A single number is required: the count of lines in the records below that contain the word "RecordStore".

┌──

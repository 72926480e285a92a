//! Table-style data store collaborator (PostgREST-style REST).
//!
//! Reads are the typed per-entity accessors the screens need; writes are
//! single-row inserts. `RecordStore` is the seam used by the orchestrator,
//! the session manager, and the report assembler; `PostgrestClient` is the
//! real implementation and `MemoryStore` the in-memory one for tests and
//! offline demos.

use std::sync::atomic::{AtomicBool, Ordering};
use std::sync::Mutex;

use serde::de::DeserializeOwned;
use serde::Serialize;
use thiserror::Error;
use uuid::Uuid;

use crate::config;
use crate::models::analysis::AnalysisResult;
use crate::models::patient::PatientRecord;
use crate::models::profile::Profile;
use crate::models::report::Report;

#[derive(Debug, Error)]
pub enum StoreError {
    #[error("Cannot reach data store at {0}")]
    Connection(String),

    #[error("Data store error: HTTP {status}: {body}")]
    Service { status: u16, body: String },

    #[error("Response parsing error: {0}")]
    ResponseParsing(String),

    #[error("HTTP client error: {0}")]
    HttpClient(String),
}

/// Seam over the data store collaborator.
///
/// Absent rows are `Ok(None)`; only transport/service failures are `Err`.
/// The report assembler relies on that distinction to separate `NotFound`
/// from `Failed`.
pub trait RecordStore {
    /// `profiles` row for an identity.
    fn profile_for_user(&self, user_id: Uuid) -> Result<Option<Profile>, StoreError>;
    /// `patients` row keyed by the identity's user id.
    fn patient_for_user(&self, user_id: Uuid) -> Result<Option<PatientRecord>, StoreError>;
    /// Most recent `reports` row for a patient (generated_at descending).
    fn latest_report(&self, patient_id: Uuid) -> Result<Option<Report>, StoreError>;
    /// `analysis_results` row by id. `None` when the reference dangles.
    fn analysis_by_id(&self, analysis_id: Uuid) -> Result<Option<AnalysisResult>, StoreError>;
    /// Insert one normalized analysis row.
    fn insert_analysis(&self, row: &AnalysisResult) -> Result<(), StoreError>;
}

/// HTTP client for a PostgREST-style data store.
pub struct PostgrestClient {
    base_url: String,
    api_key: Option<String>,
    client: reqwest::blocking::Client,
}

impl PostgrestClient {
    pub fn new(base_url: &str, api_key: Option<String>, timeout_secs: u64) -> Self {
        let client = reqwest::blocking::Client::builder()
            .timeout(std::time::Duration::from_secs(timeout_secs))
            .build()
            .expect("Failed to create HTTP client");

        Self {
            base_url: base_url.trim_end_matches('/').to_string(),
            api_key,
            client,
        }
    }

    /// Client configured from the environment, 30s timeout.
    pub fn from_env() -> Self {
        Self::new(&config::supabase_url(), config::supabase_key(), 30)
    }

    pub fn base_url(&self) -> &str {
        &self.base_url
    }

    fn send(
        &self,
        builder: reqwest::blocking::RequestBuilder,
    ) -> Result<reqwest::blocking::Response, StoreError> {
        let mut builder = builder;
        if let Some(key) = &self.api_key {
            builder = builder.header("apikey", key).bearer_auth(key);
        }
        let response = builder.send().map_err(|e| {
            if e.is_connect() {
                StoreError::Connection(self.base_url.clone())
            } else {
                StoreError::HttpClient(e.to_string())
            }
        })?;

        let status = response.status();
        if !status.is_success() {
            let body = response.text().unwrap_or_default();
            return Err(StoreError::Service {
                status: status.as_u16(),
                body,
            });
        }
        Ok(response)
    }

    /// `SELECT * FROM table WHERE ... ORDER ... LIMIT ...` as PostgREST
    /// query parameters. Returns the matching rows.
    fn select<T: DeserializeOwned>(
        &self,
        table: &str,
        query: &[(&str, String)],
    ) -> Result<Vec<T>, StoreError> {
        let url = format!("{}/rest/v1/{}", self.base_url, table);
        let response = self.send(self.client.get(&url).query(query))?;
        response
            .json()
            .map_err(|e| StoreError::ResponseParsing(e.to_string()))
    }

    /// Single-row insert.
    fn insert<T: Serialize>(&self, table: &str, row: &T) -> Result<(), StoreError> {
        let url = format!("{}/rest/v1/{}", self.base_url, table);
        self.send(self.client.post(&url).json(row))?;
        Ok(())
    }
}

impl RecordStore for PostgrestClient {
    fn profile_for_user(&self, user_id: Uuid) -> Result<Option<Profile>, StoreError> {
        let rows: Vec<Profile> = self.select(
            "profiles",
            &[("id", format!("eq.{user_id}")), ("limit", "1".to_string())],
        )?;
        Ok(rows.into_iter().next())
    }

    fn patient_for_user(&self, user_id: Uuid) -> Result<Option<PatientRecord>, StoreError> {
        let rows: Vec<PatientRecord> = self.select(
            "patients",
            &[
                ("user_id", format!("eq.{user_id}")),
                ("limit", "1".to_string()),
            ],
        )?;
        Ok(rows.into_iter().next())
    }

    fn latest_report(&self, patient_id: Uuid) -> Result<Option<Report>, StoreError> {
        let rows: Vec<Report> = self.select(
            "reports",
            &[
                ("patient_id", format!("eq.{patient_id}")),
                ("order", "generated_at.desc".to_string()),
                ("limit", "1".to_string()),
            ],
        )?;
        Ok(rows.into_iter().next())
    }

    fn analysis_by_id(&self, analysis_id: Uuid) -> Result<Option<AnalysisResult>, StoreError> {
        let rows: Vec<AnalysisResult> = self.select(
            "analysis_results",
            &[
                ("id", format!("eq.{analysis_id}")),
                ("limit", "1".to_string()),
            ],
        )?;
        Ok(rows.into_iter().next())
    }

    fn insert_analysis(&self, row: &AnalysisResult) -> Result<(), StoreError> {
        self.insert("analysis_results", row)
    }
}

/// In-memory store for tests and offline demos.
///
/// Failure toggles let tests trigger the `Failed` (thrown lookup) and
/// bookkeeping-failure paths without a server.
#[derive(Default)]
pub struct MemoryStore {
    profiles: Mutex<Vec<Profile>>,
    patients: Mutex<Vec<PatientRecord>>,
    reports: Mutex<Vec<Report>>,
    analyses: Mutex<Vec<AnalysisResult>>,
    fail_reads: AtomicBool,
    fail_inserts: AtomicBool,
}

impl MemoryStore {
    pub fn new() -> Self {
        Self::default()
    }

    pub fn add_profile(&self, profile: Profile) {
        self.profiles.lock().unwrap().push(profile);
    }

    pub fn add_patient(&self, patient: PatientRecord) {
        self.patients.lock().unwrap().push(patient);
    }

    pub fn add_report(&self, report: Report) {
        self.reports.lock().unwrap().push(report);
    }

    pub fn add_analysis(&self, analysis: AnalysisResult) {
        self.analyses.lock().unwrap().push(analysis);
    }

    /// Make every read return a service error.
    pub fn fail_reads(&self) {
        self.fail_reads.store(true, Ordering::SeqCst);
    }

    /// Make every insert return a service error.
    pub fn fail_inserts(&self) {
        self.fail_inserts.store(true, Ordering::SeqCst);
    }

    /// Rows inserted through `insert_analysis`.
    pub fn inserted_analyses(&self) -> Vec<AnalysisResult> {
        self.analyses.lock().unwrap().clone()
    }

    fn read_error() -> StoreError {
        StoreError::Service {
            status: 500,
            body: "simulated read failure".to_string(),
        }
    }
}

impl RecordStore for MemoryStore {
    fn profile_for_user(&self, user_id: Uuid) -> Result<Option<Profile>, StoreError> {
        if self.fail_reads.load(Ordering::SeqCst) {
            return Err(Self::read_error());
        }
        Ok(self
            .profiles
            .lock()
            .unwrap()
            .iter()
            .find(|p| p.id == user_id)
            .cloned())
    }

    fn patient_for_user(&self, user_id: Uuid) -> Result<Option<PatientRecord>, StoreError> {
        if self.fail_reads.load(Ordering::SeqCst) {
            return Err(Self::read_error());
        }
        Ok(self
            .patients
            .lock()
            .unwrap()
            .iter()
            .find(|p| p.user_id == user_id)
            .cloned())
    }

    fn latest_report(&self, patient_id: Uuid) -> Result<Option<Report>, StoreError> {
        if self.fail_reads.load(Ordering::SeqCst) {
            return Err(Self::read_error());
        }
        let reports = self.reports.lock().unwrap();
        let mut matching: Vec<&Report> = reports
            .iter()
            .filter(|r| r.patient_id == patient_id)
            .collect();
        matching.sort_by_key(|r| std::cmp::Reverse(r.generated_at));
        Ok(matching.first().map(|r| (*r).clone()))
    }

    fn analysis_by_id(&self, analysis_id: Uuid) -> Result<Option<AnalysisResult>, StoreError> {
        if self.fail_reads.load(Ordering::SeqCst) {
            return Err(Self::read_error());
        }
        Ok(self
            .analyses
            .lock()
            .unwrap()
            .iter()
            .find(|a| a.id == Some(analysis_id))
            .cloned())
    }

    fn insert_analysis(&self, row: &AnalysisResult) -> Result<(), StoreError> {
        if self.fail_inserts.load(Ordering::SeqCst) {
            return Err(StoreError::Service {
                status: 500,
                body: "simulated insert failure".to_string(),
            });
        }
        self.analyses.lock().unwrap().push(row.clone());
        Ok(())
    }
}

└──

◆ ANSWER TO THE EXERCISE:
4